David: Yup. It reminds me so much of Jeff Bezos sitting in the offices of D. E. Shaw in the early '90s and being like, holy crap, the internet is going to be a wave.

Ben: Yup, for sure. A big one is don't buy anyone else's inefficiency. If you're going to compete on price, you must avoid buying anyone else's inefficiency at all costs. It means having often very contentious relationships with your suppliers.

P&G and Walmart were enemies for years, even though P&G had to sell in Walmart and Walmart had to be buying P&G products before they kind of figured out how can we both do this because we do both need to serve the same customer. That took a long time. That ruthlessness of being willing to not buy anyone else's inefficiency, even though it can create tension in the relationship. If you're a business that's winning on price, somebody will be doing that in your space, so you kind of have to if you want to win.

David: Yup. I don't know that this is a playbook per se, but in an industry like retailing, Walmart's business, Amazon's business, and the like, price really, really, really matters. Selection and convenience matters too. That's why Amazon's a thing and the Whole Foods exists, specialty retailers, and all that. But price really, really, really matters. What you're saying is absolutely applicable in cases like that.

When price really matters, your margins really matter. Your margin is my opportunity, exploiting inefficiencies, and being as efficient as possible is so important. But not all industries are like that. There's danger of over-rotating to that.

Let's say you're in the media industry. That is a high margin industry. The software industry, that is a high margin industry. Not to say prices don't matter. Of course, they do. But there are other dimensions that matter more in those industries. You need to think about what industry you're in before you start applying this stuff.

Ben: Yeah, that's a great point. The last one is an ill-formed thought, but I kind of want to just get it out there. It might be word vomit. Walmart, in so many ways, is a microcosm of America, or really at this point, of the world.

There are so many customers. There are so many employees. They touch so many facets of life. They have such a large share of wallet for a lot of people that everything that can happen will happen. Labor problems, yes, for sure. Significant tensions there.

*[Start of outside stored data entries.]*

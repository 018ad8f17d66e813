//! Explicit dependency wiring.
//!
//! Builds the store, the cache and the entity services from configuration
//! and hands out the shared `Arc<dyn ...>` handles. There is no container
//! magic: each dependency is passed to its consumer's constructor.

use estate_config::{AppConfig, CacheBackend, CacheConfig, DatabaseConfig};
use estate_core::{EstateResult, HealthCheck};
use estate_repository::{
    create_pool, DatabasePool, HouseRepository, InMemoryHouseRepository, InMemoryUserRepository,
    MySqlHouseRepository, MySqlUserRepository, UserRepository,
};
use estate_rest::AppState;
use estate_service::{
    spawn_cleanup_task, CacheInterface, EntityCache, HouseService, HouseServiceImpl, MemoryCache,
    RedisCacheService, UserService, UserServiceImpl,
};
use std::sync::Arc;
use tokio::task::JoinHandle;
use tracing::info;

/// Repositories plus the pool behind them, if any.
struct Store {
    users: Arc<dyn UserRepository>,
    houses: Arc<dyn HouseRepository>,
    pool: Option<Arc<DatabasePool>>,
}

async fn build_store(config: &DatabaseConfig) -> EstateResult<Store> {
    if config.is_memory() {
        info!("Using in-memory store");
        return Ok(Store {
            users: Arc::new(InMemoryUserRepository::default()),
            houses: Arc::new(InMemoryHouseRepository::default()),
            pool: None,
        });
    }

    let pool = create_pool(config).await?;
    info!("Using MySQL store");
    Ok(Store {
        users: Arc::new(MySqlUserRepository::new(pool.clone())),
        houses: Arc::new(MySqlHouseRepository::new(pool.clone())),
        pool: Some(pool),
    })
}

/// The shared cache, its health check and the sweeper for the memory backend.
struct CacheLayer {
    cache: Arc<dyn CacheInterface>,
    health: Arc<dyn HealthCheck>,
    cleanup_task: Option<JoinHandle<()>>,
}

fn build_cache(config: &CacheConfig) -> EstateResult<CacheLayer> {
    if !config.enabled {
        info!("Entity cache disabled");
        let cache = Arc::new(RedisCacheService::disabled());
        return Ok(CacheLayer {
            cache: cache.clone(),
            health: cache,
            cleanup_task: None,
        });
    }

    match config.backend {
        CacheBackend::Redis => {
            let cache = Arc::new(RedisCacheService::from_config(config)?);
            Ok(CacheLayer {
                cache: cache.clone(),
                health: cache,
                cleanup_task: None,
            })
        }
        CacheBackend::Memory => {
            let cache = Arc::new(MemoryCache::new());
            let cleanup_task = spawn_cleanup_task(cache.clone(), config.cleanup_interval());
            Ok(CacheLayer {
                cache: cache.clone(),
                health: cache,
                cleanup_task: Some(cleanup_task),
            })
        }
    }
}

/// Every long-lived component of the running server.
pub struct AppContainer {
    pub user_service: Arc<dyn UserService>,
    pub house_service: Arc<dyn HouseService>,
    health_checks: Vec<Arc<dyn HealthCheck>>,
    cache_backend: &'static str,
    db_pool: Option<Arc<DatabasePool>>,
    cleanup_task: Option<JoinHandle<()>>,
}

impl AppContainer {
    /// Connects the store, builds the cache and wires both into the services.
    pub async fn build(config: &AppConfig) -> EstateResult<Self> {
        let store = build_store(&config.database).await?;
        let cache = build_cache(&config.cache)?;
        let cache_backend = cache.cache.backend();

        let user_service: Arc<dyn UserService> = Arc::new(UserServiceImpl::new(
            store.users,
            EntityCache::new(cache.cache.clone(), config.cache.ttl()),
        ));
        let house_service: Arc<dyn HouseService> = Arc::new(HouseServiceImpl::new(
            store.houses,
            EntityCache::new(cache.cache, config.cache.ttl()),
        ));

        let mut health_checks: Vec<Arc<dyn HealthCheck>> = Vec::new();
        if let Some(pool) = &store.pool {
            health_checks.push(pool.clone());
        }
        health_checks.push(cache.health);

        info!(
            cache_backend,
            ttl_secs = config.cache.ttl_secs,
            "Services wired"
        );

        Ok(Self {
            user_service,
            house_service,
            health_checks,
            cache_backend,
            db_pool: store.pool,
            cleanup_task: cache.cleanup_task,
        })
    }

    /// Name of the active cache backend.
    #[must_use]
    pub fn cache_backend(&self) -> &'static str {
        self.cache_backend
    }

    /// Builds the state shared by the HTTP handlers.
    #[must_use]
    pub fn app_state(&self) -> AppState {
        self.health_checks.iter().cloned().fold(
            AppState::new(
                self.user_service.clone(),
                self.house_service.clone(),
                self.cache_backend,
            ),
            AppState::with_health_check,
        )
    }

    /// Stops background work and closes the pool.
    pub async fn shutdown(self) {
        if let Some(task) = self.cleanup_task {
            task.abort();
        }
        if let Some(pool) = self.db_pool {
            pool.close().await;
        }
        info!("Application components shut down");
    }
}

impl std::fmt::Debug for AppContainer {
    fn fmt(&self, f: &mut std::fmt::Formatter<'_>) -> std::fmt::Result {
        f.debug_struct("AppContainer")
            .field("cache_backend", &self.cache_backend)
            .field("health_checks", &self.health_checks.len())
            .field("db_pool", &self.db_pool)
            .finish_non_exhaustive()
    }
}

David: Environmental impact.

Ben: Employees doing everything you can think of because there are 2.2 million of them. If you come up with some statement of like, Walmart employees are so wonderful, that is true. Walmart employees steal is also true. Walmart employees hate their boss is also true.

You and I did some serious spelunking on the Walmart subreddit. I spent a couple of hours there. It's easy to get depressed because the most vocal people create threads there and you're like, God, is this a terrible, terrible corporation? It's one of these things where you realize, at this point in the world and at this point in the company's history at their scale, they are just everything. You walk into a store and you get a microcosm of America.

David: At this point, it's not even a microcosm. It's a macrocosm. You're talking about 2.2 million people that work there and 240-ish million people shop there every week.

Ben: Yeah. Walmart is where you witness humanity.

David: Yes. In all of its glory and the opposite of glory. All right, I got one more, which is, again, I said earlier in the episode, but I think we now have to institute a caveat or an exception to what has been our most golden lesson on Acquired, which is the focus on what makes your beer taste better. I guess it is still always in service of making your beer taste better.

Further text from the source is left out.